Shrum later added, “He’s actually already there with one of the biggest challenges in presidential politics: He has a framework for what he wants to say. Hillary Clinton never had that framework."

Buttigieg’s identity melds with his vision of an evolving country: His husband, Chasten, features prominently in his campaign and joined him Wednesday morning in Iowa. At the same time, he presents himself as a Midwestern technocrat who understands how to sell progressive ideas to the heartland.

“If nothing else, I represent something a little different,” Buttigieg said.

Wearing a blue tie and white shirt with rolled sleeves, he stressed how members of his generation will inherit climate change and economic inequality, arguing that they should therefore be the ones empowered to handle those problems.

Yet his speeches were relatively light on policy, a cause for pause among some Democratic listeners.

Buttigieg attempted to distinguish himself by emphasizing reforms to how the country elects presidents, chooses Supreme Court justices, funds campaigns, and draws congressional districts.

“Our democracy is fraying at the seams. You could argue that the challenge of our times is whether in the 21st century we’re going to be able to tackle the issues before us with the current system that we’ve got,” Buttigieg said.

He has endorsed a popular vote for president, rather than the Electoral College, and changing the makeup of the Supreme Court, so that there would be five Democratic and five Republican justices who would then choose five more, and wants a nonpartisan way of drawing congressional districts. All would be extremely difficult to turn into law, but Buttigieg argued that other policy fixes will also face extraordinary obstacles without such dramatic change.

Republicans have pointed to those plans to argue that Buttigieg is cloaking a radical agenda within his professed Midwestern pragmatism.

“Pete Buttigieg has made it abundantly clear that Iowans and other heartland states should take a back seat to cities like New York and Los Angeles as he supports the abolishment of the Electoral College,” said a Republican National Committee statement.
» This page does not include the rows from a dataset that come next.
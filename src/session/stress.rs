use crate::config::Config;
use crate::error::Error;
use crate::events::{GameEvent, GameEventPool, SessionEvent, SessionEventPool};
use crate::storage::StateStorage;
use crate::sync::SyncSystem;
use crate::{Frame, Handle};

/// Runs every registered player locally with no networking, periodically
/// rolling back `check_distance` frames and resimulating forward into a
/// shadow save ring to verify the simulation is actually deterministic.
///
/// The comparison itself is deferred to the following tick: the shadow
/// saves requested on the checking tick are only filled in by the embedder
/// after it receives that tick's event batch, so there is nothing to
/// compare against until the next call. A mismatch is advisory, like any
/// other desync: it is reported through `session_events()`, not by halting
/// the session.
pub struct StressSession {
    config: Config,
    sync: SyncSystem,
    storage: StateStorage,
    shadow: StateStorage,
    game_events: GameEventPool,
    session_events: SessionEventPool,
    locals: Vec<Handle>,
    pending_check: Option<(Frame, Frame)>,
}

impl StressSession {
    pub(crate) fn new(config: Config) -> Self {
        let window = config.check_distance.max(1) + 2;
        Self {
            sync: SyncSystem::new(config.num_players, config.input_size, config.input_buffer_capacity(), 0),
            storage: StateStorage::new(window, config.state_size),
            shadow: StateStorage::new(window, config.state_size),
            game_events: GameEventPool::new(),
            session_events: SessionEventPool::new(),
            locals: (0..config.num_players as Handle).collect(),
            pending_check: None,
            config,
        }
    }

    /// Drains the desync notifications produced by the most recent
    /// [`Self::update_session`] call.
    pub fn session_events(&mut self) -> Vec<SessionEvent> {
        self.session_events.drain()
    }

    /// Queues `bytes` as player `handle`'s input for the current frame.
    /// Every local handle must supply input before calling
    /// [`Self::update_session`], since the stress session never predicts.
    pub fn add_local_input(&mut self, handle: Handle, bytes: &[u8]) -> Result<(), Error> {
        if !self.locals.contains(&handle) {
            return Err(Error::InvalidHandle);
        }
        if bytes.len() != self.config.input_size {
            return Err(Error::InvalidRequest {
                info: "input does not match the configured input_size".to_string(),
            });
        }
        let frame = self.sync.current_frame();
        self.sync.add_local_input(handle, frame, bytes);
        Ok(())
    }

    /// Advances by one frame and, every `check_distance` frames, verifies
    /// the previous check's resimulation against what was actually saved.
    /// A disagreement is reported through [`Self::session_events`] as a
    /// [`SessionEvent::DesyncDetected`]; the session keeps running.
    pub fn update_session(&mut self) -> Result<Vec<GameEvent>, Error> {
        self.game_events.reset();
        self.session_events.reset();

        if let Some((start, up_to)) = self.pending_check.take() {
            for frame in start..up_to {
                let (_, _, local_checksum) = self.storage.get(frame).load();
                let (_, _, remote_checksum) = self.shadow.get(frame).load();
                if local_checksum != remote_checksum {
                    self.session_events.push(SessionEvent::DesyncDetected {
                        frame,
                        remote_handle: 0,
                        local_checksum,
                        remote_checksum,
                    });
                }
            }
            let cell = self.storage.get(up_to);
            self.game_events.push(GameEvent::Load { frame: up_to, cell });
        }

        let Some((frame, inputs)) = self.sync.get_current_inputs() else {
            return Ok(self.game_events.drain());
        };
        self.game_events.push(GameEvent::Advance {
            frame,
            inputs,
            rolling_back: false,
        });
        let cell = self.storage.get(frame);
        self.game_events.push(GameEvent::Save { frame, cell });
        self.sync.increment_frame();

        if self.config.check_distance > 0
            && frame >= self.config.check_distance as Frame
            && frame % self.config.check_distance as Frame == 0
        {
            let start = frame - self.config.check_distance as Frame;
            let load_cell = self.storage.get(start);
            self.game_events.push(GameEvent::Load { frame: start, cell: load_cell });
            let mut f = start;
            while f < frame {
                if let Some(replay_inputs) = self.sync.get_spectator_inputs(f) {
                    self.game_events.push(GameEvent::Advance {
                        frame: f,
                        inputs: replay_inputs,
                        rolling_back: true,
                    });
                }
                let shadow_cell = self.shadow.get(f);
                self.game_events.push(GameEvent::Save { frame: f, cell: shadow_cell });
                f += 1;
            }
            self.pending_check = Some((start, frame));
        }

        Ok(self.game_events.drain())
    }
}

#[cfg(test)]
mod tests {
    use super::*;
    use crate::config::Config;

    #[test]
    fn deterministic_players_never_mismatch() {
        let config = Config {
            num_players: 1,
            check_distance: 4,
            input_size: 1,
            ..Config::default()
        }
        .validate()
        .unwrap();
        let mut session = StressSession::new(config);
        for tick in 0u8..20 {
            session.add_local_input(0, &[tick]).unwrap();
            let events = session.update_session().unwrap();
            for event in events {
                if let GameEvent::Save { cell, frame } = event {
                    // a deterministic simulation's checksum is a pure
                    // function of the frame, not of wall-clock state.
                    cell.save(frame, vec![frame as u8], frame as u32);
                }
                if let GameEvent::Load { cell, frame } = event {
                    assert_eq!(cell.frame(), frame);
                }
            }
            assert!(session.session_events().is_empty());
        }
    }
}
use synframe::{Config, GameEvent, PlayerType, SessionBuilder, SessionEvent, SessionKind};

fn deterministic_checksum(frame: i32) -> u32 {
    frame as u32
}

#[test]
fn deterministic_simulation_passes_every_check() {
    let config = Config {
        num_players: 2,
        input_size: 1,
        check_distance: 5,
        ..Config::default()
    }
    .validate()
    .unwrap();
    let mut builder = SessionBuilder::<usize>::new(SessionKind::Stress)
        .with_config(config)
        .unwrap();
    builder.add_actor(PlayerType::Local, None).unwrap();
    builder.add_actor(PlayerType::Local, None).unwrap();
    let mut session = builder.start_stress().unwrap();

    for tick in 0..30u8 {
        session.add_local_input(0, &[tick]).unwrap();
        session.add_local_input(1, &[tick.wrapping_mul(3)]).unwrap();
        let events = session.update_session().expect("deterministic sim must never desync");
        for event in events {
            if let GameEvent::Save { frame, cell } = event {
                cell.save(frame, vec![frame as u8], deterministic_checksum(frame));
            }
        }
        assert!(session.session_events().is_empty());
    }
}

#[test]
fn a_nondeterministic_save_is_caught_as_a_mismatch() {
    let config = Config {
        num_players: 1,
        input_size: 1,
        check_distance: 3,
        ..Config::default()
    }
    .validate()
    .unwrap();
    let mut builder = SessionBuilder::<usize>::new(SessionKind::Stress)
        .with_config(config)
        .unwrap();
    builder.add_actor(PlayerType::Local, None).unwrap();
    let mut session = builder.start_stress().unwrap();

    let mut saw_mismatch = false;
    for tick in 0..20u8 {
        session.add_local_input(0, &[tick]).unwrap();
        let events = session.update_session().expect("a desync is advisory, never a hard error");
        for event in events {
            if let GameEvent::Save { frame, cell } = event {
                // A simulation with a hidden source of nondeterminism (a
                // stray random seed, uninitialized memory) would save a
                // different checksum each time the same frame is visited.
                // Pretend frame 2 in particular is such a frame.
                let checksum = if frame == 2 { tick as u32 } else { deterministic_checksum(frame) };
                cell.save(frame, vec![frame as u8], checksum);
            }
        }
        for event in session.session_events() {
            if let SessionEvent::DesyncDetected { frame, remote_handle, .. } = event {
                assert_eq!(frame, 2);
                assert_eq!(remote_handle, 0);
                saw_mismatch = true;
            }
        }
    }

    assert!(saw_mismatch, "resimulating a nondeterministic frame must surface as a DesyncDetected event");
    // the session kept running after the desync instead of halting.
    assert!(session.update_session().is_ok());
}
use crate::input::{GameInput, InputBuffer};
use crate::{Frame, Handle, NULL_FRAME};

/// Thin composition over one [`InputBuffer`] per player (locals and
/// remotes; spectators are never represented here — they only consume the
/// combined confirmed stream).
#[derive(Debug)]
pub struct SyncSystem {
    current_frame: Frame,
    input_size: usize,
    buffers: Vec<InputBuffer>,
}

impl SyncSystem {
    pub fn new(num_players: usize, input_size: usize, capacity: usize, prediction_window: usize) -> Self {
        Self {
            current_frame: 0,
            input_size,
            buffers: (0..num_players)
                .map(|_| InputBuffer::new(capacity, input_size, prediction_window))
                .collect(),
        }
    }

    pub fn current_frame(&self) -> Frame {
        self.current_frame
    }

    pub fn increment_frame(&mut self) {
        self.current_frame += 1;
    }

    pub fn set_current_frame(&mut self, frame: Frame) {
        self.current_frame = frame;
    }

    pub fn add_local_input(&mut self, handle: Handle, frame: Frame, bytes: &[u8]) {
        self.buffers[handle as usize].add_local(frame, bytes);
    }

    pub fn add_remote_input(&mut self, handle: Handle, frame: Frame, bytes: &[u8]) -> bool {
        self.buffers[handle as usize].add(frame, bytes)
    }

    pub fn set_delay(&mut self, handle: Handle, delay: usize) {
        self.buffers[handle as usize].set_delay(delay);
    }

    pub fn get_local_input(&mut self, handle: Handle, frame: Frame) -> GameInput {
        self.buffers[handle as usize].get(frame, false)
    }

    /// Concatenates `get(current_frame, prediction=true)` over all players.
    /// Returns `None` as soon as any buffer cannot answer for the frame.
    pub fn get_current_inputs(&mut self) -> Option<(Frame, Vec<u8>)> {
        let frame = self.current_frame;
        let mut combined = Vec::with_capacity(self.input_size * self.buffers.len());
        for buf in &mut self.buffers {
            let rec = buf.get(frame, true);
            if rec.frame == NULL_FRAME {
                return None;
            }
            combined.extend_from_slice(&rec.bytes);
        }
        Some((frame, combined))
    }

    /// Same as [`Self::get_current_inputs`] but never predicts: spectators
    /// only ever play confirmed inputs.
    pub fn get_spectator_inputs(&mut self, frame: Frame) -> Option<Vec<u8>> {
        let mut combined = Vec::with_capacity(self.input_size * self.buffers.len());
        for buf in &mut self.buffers {
            let rec = buf.get(frame, false);
            if rec.frame == NULL_FRAME {
                return None;
            }
            combined.extend_from_slice(&rec.bytes);
        }
        Some(combined)
    }

    pub fn get_min_incorrect_frame(&self) -> Frame {
        self.buffers
            .iter()
            .map(|b| b.get_incorrect_prediction_frame())
            .filter(|&f| f != NULL_FRAME)
            .min()
            .unwrap_or(NULL_FRAME)
    }

    pub fn get_min_received_frame(&self) -> Frame {
        self.buffers
            .iter()
            .map(|b| b.last_received())
            .min()
            .unwrap_or(NULL_FRAME)
    }

    pub fn get_last_received_from(&self, handle: Handle) -> Frame {
        self.buffers[handle as usize].last_received()
    }

    pub fn clear_incorrect_up_to(&mut self, limit: Frame) {
        for buf in &mut self.buffers {
            buf.clear_incorrect_up_to(limit);
        }
    }

    pub fn num_players(&self) -> usize {
        self.buffers.len()
    }
}

#[cfg(test)]
mod tests {
    use super::*;

    #[test]
    fn get_current_inputs_blocks_until_all_players_answer() {
        let mut sync = SyncSystem::new(2, 1, 16, 0);
        sync.add_local_input(0, 0, &[1]);
        // player 1 has not supplied frame 0 and prediction is disabled
        assert!(sync.get_current_inputs().is_none());
        sync.add_remote_input(1, 0, &[2]);
        let (frame, bytes) = sync.get_current_inputs().unwrap();
        assert_eq!(frame, 0);
        assert_eq!(bytes, vec![1, 2]);
    }

    #[test]
    fn min_incorrect_frame_is_none_when_no_mispredictions() {
        let sync = SyncSystem::new(2, 1, 16, 4);
        assert_eq!(sync.get_min_incorrect_frame(), NULL_FRAME);
    }
}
Having made an early mark, Buttigieg argued that he has gained enough traction to be more than a momentary jolt.

“We’ve gone I think long enough now that you can’t just call this one moment,” he said. “But I’m under no illusion that that’s the same thing as having an organization it takes to win.”

He’ll have to prove he can make the next step.

“Right now it’s a lot of buzz, and we want to know where that buzz is going,” said J.D. Scholten, a former Iowa congressional candidate who introduced Buttigieg on Tuesday. “As a campaign, I wouldn’t say they’re overwhelmed, but they were not expecting to be where they’re at, in the most positive of senses, this soon.”